It's been 25 years since Marty McFly traveled back in time on Oct. 25, 1985, and it makes you wonder… they must have saved the clock tower by now, right? Even if they haven't, one thing still works gangbusters: "Back to the Future."
During an era of raunchy teen sex comedies like "Porky's" and "Weird Science," director Robert Zemeckis made a movie that was both timelessly wholesome and subtly irreverent, a comedy-adventure that fires on all cylinders. From the opening moments of Marty (Michael J. Fox) in Doc's (Christopher Lloyd) lab blowing out the world's biggest amplifier, we know we're watching a work of off-kilter brilliance.
The concept of a teen traveling back in time only to wind up in an oedipal love triangle with his parents took a lot of nerve, but watching the now-classic movie years later it's remarkable how a conceivably squirm-inducing idea could be pulled off with such easy-breezy charm.
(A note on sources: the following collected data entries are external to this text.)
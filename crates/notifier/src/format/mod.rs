//! Rendering of alerts into markdown-flavored chat messages.

mod humanize;

pub use humanize::{CompactHumanizer, Humanize, WordHumanizer};

use chrono::{DateTime, Utc};
use std::collections::BTreeMap;
use std::sync::Arc;
use std::time::Duration;

use crate::alertmanager::{Alert, AlertStatus, ALERTNAME_LABEL, SUMMARY_ANNOTATION};

/// Renders alerts using a pluggable duration humanizer.
#[derive(Clone)]
pub struct AlertFormatter {
    humanizer: Arc<dyn Humanize>,
}

impl Default for AlertFormatter {
    fn default() -> Self {
        Self::new(WordHumanizer::new())
    }
}

impl AlertFormatter {
    pub fn new(humanizer: impl Humanize + 'static) -> Self {
        Self {
            humanizer: Arc::new(humanizer),
        }
    }

    pub fn format(&self, alert: &Alert) -> String {
        self.format_at(alert, Utc::now())
    }

    /// Render `alert` as seen at `now`.
    ///
    /// The message looks like:
    ///
    /// ```text
    /// 🔥 *FIRING* 🔥 *HighCPU*
    /// CPU high
    ///
    /// job: api
    ///
    /// *Started*: 1 hour 30 minutes ago
    /// ```
    ///
    /// `alertname` and `summary` head the message and are left out of the
    /// label and annotation listings. The alert itself is never modified.
    pub fn format_at(&self, alert: &Alert, now: DateTime<Utc>) -> String {
        let (status, duration) = match alert.status_at(now) {
            AlertStatus::Firing => (
                format!("🔥 *{}* 🔥", AlertStatus::Firing.as_str().to_uppercase()),
                format!(
                    "*Started*: {} ago",
                    self.humanizer.humanize(elapsed(alert.starts_at, now))
                ),
            ),
            AlertStatus::Resolved => {
                // status_at only reports Resolved when ends_at is set
                let ends_at = alert.ends_at.unwrap_or(now);
                (
                    format!("*{}*", AlertStatus::Resolved.as_str().to_uppercase()),
                    format!(
                        "*Ended*: {} ago\n*Duration*: {}",
                        self.humanizer.humanize(elapsed(ends_at, now)),
                        self.humanizer.humanize(elapsed(alert.starts_at, ends_at)),
                    ),
                )
            }
        };

        let labels = render_entries(&alert.labels, ALERTNAME_LABEL);
        let annotations = render_entries(&alert.annotations, SUMMARY_ANNOTATION);

        format!(
            "{} *{}*\n{}\n\n{}{}\n{}\n",
            status,
            alert.name(),
            alert.summary(),
            labels,
            annotations,
            duration,
        )
    }
}

/// Format `alert` with the default humanizer as of now.
pub fn format_alert(alert: &Alert) -> String {
    AlertFormatter::default().format(alert)
}

/// Escape underscores so chat markdown does not read them as emphasis.
pub fn escape(value: &str) -> String {
    value.replace('_', "\\_")
}

fn render_entries(entries: &BTreeMap<String, String>, skip: &str) -> String {
    entries
        .iter()
        .filter(|(key, _)| key.as_str() != skip)
        .map(|(key, value)| format!("{}: {}\n", key, escape(value)))
        .collect()
}

/// Time from `from` to `to`, clamped at zero.
fn elapsed(from: DateTime<Utc>, to: DateTime<Utc>) -> Duration {
    (to - from).to_std().unwrap_or(Duration::ZERO)
}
Just watch Fox's face during any scene where he's confronted by Lea Thompson's Lorraine and the sheer anxiety rippling through him at seeing his haggard mother turned into a seething teen sexpot -- priceless.
Lloyd as Doc Brown is the Eighth Wonder of the World, a madcap scientist whose every movement has enough propulsive energy to power the Hoover Dam. Writers Zemeckis and Bob Gale's greatest miracle is making the relationship between laid-back teen Marty and borderline-psychotic old man Doc not only believable, but in the final act genuinely touching. Great Scott!
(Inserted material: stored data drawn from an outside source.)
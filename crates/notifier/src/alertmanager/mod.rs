mod client;
mod models;
mod transport;

pub use client::{decode_alerts, fetch_alerts, AlertmanagerClient, ALERTS_PATH};
pub use models::{Alert, AlertListResponse, AlertStatus, ALERTNAME_LABEL, SUMMARY_ANNOTATION};
pub use transport::{RetryPolicy, RetryingTransport, Transport};

#[cfg(test)]
pub use transport::MockTransport;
Of course Marty and Doc's adventures weren't over, and "Back to the Future" Parts "II" and "III" are dazzling in their own right. "Part II" took what could have been a routine rehash and made the quantum leap of using time travel to go all Rosencrantz and Guildenstern on us, diving into the original film's 1955 from a whole new angle.
The third film is a humdinger of a western romp where Doc finds Mary Steenburgen's Clara, a mate so perfect for him you'd think they had Match.com in 1885. We also see Marty trying to prove Clint Eastwood ain't "the biggest yellowbelly in the west." Somewhere in between you've got hoverboards, Indians, and "eat lead, slackers!"
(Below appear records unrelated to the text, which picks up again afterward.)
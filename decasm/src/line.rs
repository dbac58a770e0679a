use std::str::FromStr;

use libdec::op::OpCode;
use strum::EnumString;

use crate::constants::line_regex;

/// Longest label that passes validation.
pub const MAX_LABEL_LEN: usize = 10;

/// The four assembly-time pseudo-instructions. END is classified on its
/// own because it terminates a pass rather than generating anything.
#[derive(Debug, Clone, Copy, PartialEq, Eq, EnumString)]
pub enum Directive {
    DC,
    DS,
    ORG,
}

#[derive(Debug, Clone, Copy, PartialEq, Eq)]
pub enum Kind {
    Directive(Directive),
    Machine(OpCode),
    CommentOrBlank,
    End,
    Unknown,
}

/// One decoded source line. A label is present only when the line's
/// first character (after comment stripping) is non-whitespace.
#[derive(Debug, Clone, PartialEq, Eq)]
pub struct SourceLine {
    pub label: Option<String>,
    pub opcode: String,
    pub operand: Option<String>,
    pub extra: bool,
    pub kind: Kind,
}

impl SourceLine {
    fn blank() -> Self {
        Self {
            label: None,
            opcode: String::new(),
            operand: None,
            extra: false,
            kind: Kind::CommentOrBlank,
        }
    }
}

/// Decode one raw source line. Pure and idempotent; classification
/// depends only on the opcode token.
pub fn decode(raw: &str) -> SourceLine {
    let stripped = raw.split(';').next().unwrap_or("");
    if stripped.trim().is_empty() {
        return SourceLine::blank();
    }

    let cap = line_regex()
        .captures(stripped)
        .expect("a non-blank line always tokenizes");

    let label = cap.name("label").map(|m| m.as_str().to_owned());
    let opcode = cap
        .name("opcode")
        .map(|m| m.as_str().to_uppercase())
        .unwrap_or_default();
    let operand = cap.name("operand").map(|m| m.as_str().to_owned());
    let extra = cap.name("extra").is_some();

    if opcode.is_empty() {
        // A lone label with no opcode reads as a blank line.
        return SourceLine::blank();
    }

    let kind = classify(&opcode);

    SourceLine {
        label,
        opcode,
        operand,
        extra,
        kind,
    }
}

fn classify(opcode: &str) -> Kind {
    if opcode == "END" {
        return Kind::End;
    }
    if let Ok(directive) = Directive::from_str(opcode) {
        return Kind::Directive(directive);
    }
    if let Ok(op) = OpCode::from_str(opcode) {
        return Kind::Machine(op);
    }
    Kind::Unknown
}

/// Directive operands must be unsigned decimal literals.
pub fn is_numeric(token: &str) -> bool {
    !token.is_empty() && token.bytes().all(|b| b.is_ascii_digit())
}

#[cfg(test)]
mod test {
    use super::*;

    #[test]
    fn label_in_column_one() {
        let line = decode("A LOAD B");
        assert_eq!(line.label.as_deref(), Some("A"));
        assert_eq!(line.opcode, "LOAD");
        assert_eq!(line.operand.as_deref(), Some("B"));
        assert!(!line.extra);
        assert_eq!(line.kind, Kind::Machine(OpCode::LOAD));
    }

    #[test]
    fn no_label_when_indented() {
        let line = decode("  LOAD B");
        assert_eq!(line.label, None);
        assert_eq!(line.opcode, "LOAD");
        assert_eq!(line.operand.as_deref(), Some("B"));

        let line = decode("\tSTORE X");
        assert_eq!(line.label, None);
        assert_eq!(line.kind, Kind::Machine(OpCode::STORE));
    }

    #[test]
    fn opcode_is_case_folded() {
        assert_eq!(decode("  load b").kind, Kind::Machine(OpCode::LOAD));
        assert_eq!(decode("  dc 5").kind, Kind::Directive(Directive::DC));
        assert_eq!(decode("  End").kind, Kind::End);
        // Operands keep their spelling.
        assert_eq!(decode("  load b").operand.as_deref(), Some("b"));
    }

    #[test]
    fn classification() {
        assert_eq!(decode("  ORG 100").kind, Kind::Directive(Directive::ORG));
        assert_eq!(decode("  DS 10").kind, Kind::Directive(Directive::DS));
        assert_eq!(decode("  END").kind, Kind::End);
        assert_eq!(decode("  HALT").kind, Kind::Machine(OpCode::HALT));
        assert_eq!(decode("  BOGUS 1").kind, Kind::Unknown);
    }

    #[test]
    fn comments_and_blanks() {
        assert_eq!(decode("").kind, Kind::CommentOrBlank);
        assert_eq!(decode("   \t ").kind, Kind::CommentOrBlank);
        assert_eq!(decode("; a comment line").kind, Kind::CommentOrBlank);
        assert_eq!(decode("   ; indented comment").kind, Kind::CommentOrBlank);
    }

    #[test]
    fn comment_stripped_mid_line() {
        let line = decode("A LOAD B ; copy B");
        assert_eq!(line.label.as_deref(), Some("A"));
        assert_eq!(line.operand.as_deref(), Some("B"));
        assert!(!line.extra);
    }

    #[test]
    fn lone_label_reads_as_blank() {
        assert_eq!(decode("FOO").kind, Kind::CommentOrBlank);
        assert_eq!(decode("FOO ; nothing else").kind, Kind::CommentOrBlank);
    }

    #[test]
    fn trailing_token_detected() {
        assert!(decode("A LOAD B C").extra);
        assert!(decode("  LOAD B C D E").extra);
        assert!(!decode("A LOAD B").extra);
        assert!(!decode("  HALT").extra);
    }

    #[test]
    fn decoding_is_idempotent() {
        let raw = "LOOP ADD TOTAL ; accumulate";
        assert_eq!(decode(raw), decode(raw));
    }

    #[test]
    fn numeric_predicate() {
        assert!(is_numeric("0"));
        assert!(is_numeric("000123"));
        assert!(!is_numeric(""));
        assert!(!is_numeric("-1"));
        assert!(!is_numeric("12a"));
        assert!(!is_numeric("1 2"));
    }
}
use std::fmt;

/// One source line as it appears in the translation: the location it
/// assembled at (when it assembled at all), the generated cell
/// rendering, and the original text.
#[derive(Debug, Clone, PartialEq, Eq)]
pub struct ListingEntry {
    pub loc: Option<usize>,
    pub contents: String,
    pub source: String,
}

#[derive(Debug, Clone, Default)]
pub struct Listing {
    entries: Vec<ListingEntry>,
}

impl Listing {
    pub(crate) fn push(&mut self, loc: Option<usize>, contents: &str, source: &str) {
        self.entries.push(ListingEntry {
            loc,
            contents: contents.to_owned(),
            source: source.to_owned(),
        });
    }

    pub fn entries(&self) -> &[ListingEntry] {
        &self.entries
    }
}

impl fmt::Display for Listing {
    fn fmt(&self, f: &mut fmt::Formatter<'_>) -> fmt::Result {
        writeln!(f, "Translation of Program:")?;
        writeln!(f, "Location  Contents  Original Statement")?;
        for entry in &self.entries {
            let loc = match entry.loc {
                Some(loc) => loc.to_string(),
                None => String::new(),
            };
            writeln!(f, "{:<10}{:<10}{}", loc, entry.contents, entry.source)?;
        }
        Ok(())
    }
}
The new Blu-ray set of the trilogy will give the generation raised on X-Box and iPods a chance to experience "Back to the Future" for the first time, and even though Marty may listen to Van Halen and drink Pepsi Free, he hasn't aged a day.
Extras! The set includes pristine new transfers with loads of bonus features, including a six-part retrospective documentary and that never-before-seen footage of Eric Stoltz as Marty which has been locked somewhere below the Earth's crust for two decades.